In der Ingelheimer Pfalz beobachtet der junge Einhard Ungewöhnliches: Könnte es sein, dass ein Attentat auf Karl den Großen geplant wird? Martin Luther in Worms: Das sieht für seine Widersacher wie die perfekte Gelegenheit aus, ihn aus dem Weg zu räumen. Ein Mainzer Mädchen mit französischen Wurzeln gerät während der Mainzer Republik unter Spionageverdacht. In Hamm will der Schinderhannes sich über den Rhein aus dem Staub machen, doch er hat nicht mit dem harten Winter gerechnet … Weiterhin werfen wir einen Blick in eine Mainzer Geigenwerkstatt, in einen dunklen Mainzer Hinterhof in den 30er-Jahren, in dem jemand angeblich aus politischen Gründen ermordet wird. Wir lernen eine mutige Beleuchterin am Mainzer Theater ebenso kennen wie einen nimmersatten Ortsgruppenführer in Essenheim. Und wir erfahren wie es wäre, wenn Siegfried heute leben würde: Er hätte sein Pferd gegen eine Harley getauscht.

  • Doch, wir wissen es: 2016 wird Rheinhessen 200 und nicht 1200! Trotzdem haben wir zeitlich auf jegliche Begrenzung verzichtet: 15 AutorInnen schlagen in 17 Kurzkrimis einen spannenden Bogen zwischen der Zeit Karls des Großen und dem 21. Jahrhundert und bringen Licht in die Schatten hinter den viel zitierten 1000 Hügeln …

Die Tatorte sind Alsheim, Bingen, Essenheim, Hamm, Ingelheim, Mainz (6), Westhofen und Worms (5).

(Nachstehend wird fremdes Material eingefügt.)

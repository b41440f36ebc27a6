/* ************************************************************************ **
** This file is part of mathkern, and is licensed under EITHER the MIT      **
** license or the Apache 2.0 license, at your option.                       **
**                                                                          **
**     http://www.apache.org/licenses/LICENSE-2.0                           **
**     http://opensource.org/licenses/MIT                                   **
** ************************************************************************ */

use crate::{LinalgError, Result};
use ::mathkern_matrix::Matrix;

/// `A = L·U` with a unit diagonal on `L`.
#[derive(Debug, Clone, PartialEq)]
pub struct Lu {
    pub lower: Matrix,
    pub upper: Matrix,
}

/// `P·A = L·U` with a unit diagonal on `L`.
///
/// Row `i` of `P·A` is row `perm[i]` of `A`.
#[derive(Debug, Clone, PartialEq)]
pub struct PivotedLu {
    pub perm: Vec<usize>,
    pub lower: Matrix,
    pub upper: Matrix,
    /// Number of row exchanges performed.
    pub swaps: usize,
}

/// Doolittle LU decomposition, without pivoting.
///
/// Fails with `ZeroPivot` if a zero pivot would need to be divided by.  The
/// last pivot is never divided by, so a matrix that is singular only through
/// its last pivot still decomposes.
///
/// Without pivoting this is numerically poor for matrices that are not
/// diagonally dominant; see [`decompose_plu`].
pub fn decompose_lu(a: &Matrix) -> Result<Lu> {
    let n = a.require_square("decompose_lu")?;
    let mut lower = Matrix::identity(n, n);
    let mut upper = Matrix::zeros((n, n));

    for k in 0..n {
        for j in k..n {
            let sum: f64 = (0..k).map(|p| lower[(k, p)] * upper[(p, j)]).sum();
            upper[(k, j)] = a[(k, j)] - sum;
        }

        if k + 1 == n {
            break;
        }
        let pivot = upper[(k, k)];
        if pivot == 0.0 {
            return Err(LinalgError::ZeroPivot { index: k });
        }
        for i in k + 1..n {
            let sum: f64 = (0..k).map(|p| lower[(i, p)] * upper[(p, k)]).sum();
            lower[(i, k)] = (a[(i, k)] - sum) / pivot;
        }
    }
    Ok(Lu { lower, upper })
}

/// LU decomposition with partial (row) pivoting.
///
/// Singular input is fine; it simply produces a zero on the diagonal of `U`.
pub fn decompose_plu(a: &Matrix) -> Result<PivotedLu> {
    let n = a.require_square("decompose_plu")?;
    let mut upper = a.clone();
    let mut lower = Matrix::zeros((n, n));
    let mut perm: Vec<usize> = (0..n).collect();
    let mut swaps = 0;

    for k in 0..n {
        let best = (k..n).fold(k, |best, i| {
            match upper[(i, k)].abs() > upper[(best, k)].abs() {
                true => i,
                false => best,
            }
        });
        if best != k {
            upper.swap_rows(k, best)?;
            lower.swap_rows(k, best)?;
            perm.swap(k, best);
            swaps += 1;
        }

        let pivot = upper[(k, k)];
        if pivot == 0.0 {
            trace!("decompose_plu: column {} is already eliminated", k);
            continue;
        }
        for i in k + 1..n {
            let factor = upper[(i, k)] / pivot;
            lower[(i, k)] = factor;
            upper[(i, k)] = 0.0;
            for j in k + 1..n {
                let above = upper[(k, j)];
                upper[(i, j)] -= factor * above;
            }
        }
    }
    for i in 0..n {
        lower[(i, i)] = 1.0;
    }
    Ok(PivotedLu { perm, lower, upper, swaps })
}

impl PivotedLu {
    /// `+1` or `-1`, the determinant of `P`.
    pub fn sign(&self) -> f64 {
        match self.swaps % 2 {
            0 => 1.0,
            _ => -1.0,
        }
    }

    pub fn determinant(&self) -> f64 {
        self.sign() * self.upper.diagonal().iter().product::<f64>()
    }

    pub fn permutation_matrix(&self) -> Matrix {
        let n = self.perm.len();
        Matrix::from_fn((n, n), |r, c| if self.perm[r] == c { 1.0 } else { 0.0 })
    }
}

#[cfg(test)]
mod tests {
    use super::*;
    use ::mathkern_matrix::{arith::mul, MatrixError, NO_ROUNDING};

    #[test]
    fn doolittle_known() {
        let a = Matrix::from(&[[4.0, 3.0], [6.0, 3.0]][..]);
        let Lu { lower, upper } = decompose_lu(&a).unwrap();
        assert_eq!(lower, Matrix::from(&[[1.0, 0.0], [1.5, 1.0]][..]));
        assert_eq!(upper, Matrix::from(&[[4.0, 3.0], [0.0, -1.5]][..]));
    }

    #[test]
    fn doolittle_reconstructs() {
        for seed in 0..5 {
            let a = crate::random_well_conditioned(5, seed);
            let Lu { lower, upper } = decompose_lu(&a).unwrap();
            assert!(lower.is_lower(NO_ROUNDING));
            assert!(upper.is_upper(NO_ROUNDING));
            assert_eq!(lower.diagonal(), vec![1.0; 5]);
            assert_close!(abs=1e-12, mul(&lower, &upper).unwrap(), a);
        }
    }

    #[test]
    fn doolittle_zero_pivot() {
        let a = Matrix::from(&[[0.0, 1.0], [1.0, 0.0]][..]);
        assert_eq!(decompose_lu(&a), Err(LinalgError::ZeroPivot { index: 0 }));

        // singular, but only the last pivot is zero
        let a = Matrix::from(&[[1.0, 2.0], [2.0, 4.0]][..]);
        let lu = decompose_lu(&a).unwrap();
        assert_eq!(lu.upper[(1, 1)], 0.0);
    }

    #[test]
    fn doolittle_not_square() {
        assert_eq!(
            decompose_lu(&Matrix::identity(2, 3)),
            Err(LinalgError::Matrix(MatrixError::NotSquare { op: "decompose_lu", dims: (2, 3) })),
        );
    }

    #[test]
    fn pivoted() {
        let a = Matrix::from(&[
            [0.0, 1.0, 2.0],
            [1.0, 0.0, 3.0],
            [4.0, -3.0, 8.0],
        ][..]);
        let plu = decompose_plu(&a).unwrap();
        assert_eq!(plu.perm[0], 2);
        assert!(plu.lower.is_lower(NO_ROUNDING));
        assert!(plu.upper.is_upper(NO_ROUNDING));
        let pa = mul(&plu.permutation_matrix(), &a).unwrap();
        assert_close!(abs=1e-12, mul(&plu.lower, &plu.upper).unwrap(), pa);
        // det = 0·(0 - -9) - 1·(8 - 12) + 2·(-3 - 0) = -2
        assert_close!(plu.determinant(), -2.0);
    }

    #[test]
    fn pivoted_singular() {
        let a = Matrix::from(&[[1.0, 2.0], [2.0, 4.0]][..]);
        let plu = decompose_plu(&a).unwrap();
        assert_eq!(plu.determinant(), 0.0);

        let plu = decompose_plu(&Matrix::zeros((3, 3))).unwrap();
        assert_eq!(plu.swaps, 0);
        assert_eq!(plu.lower, Matrix::identity(3, 3));
    }
}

Mit Kurzkrimis von Alessandra Barabaschi, Monika Deutsch, Leila Emami, Franziska Franke, Antje Fries, Christiane Gref, Anne Grießer, Jürgen Heimbach, Wolfgang Kemmer, Anja Marschall, Claudia Platz, Jürgen Rath, Regina Schleheck, Claudia Schmid und Andreas Wagner.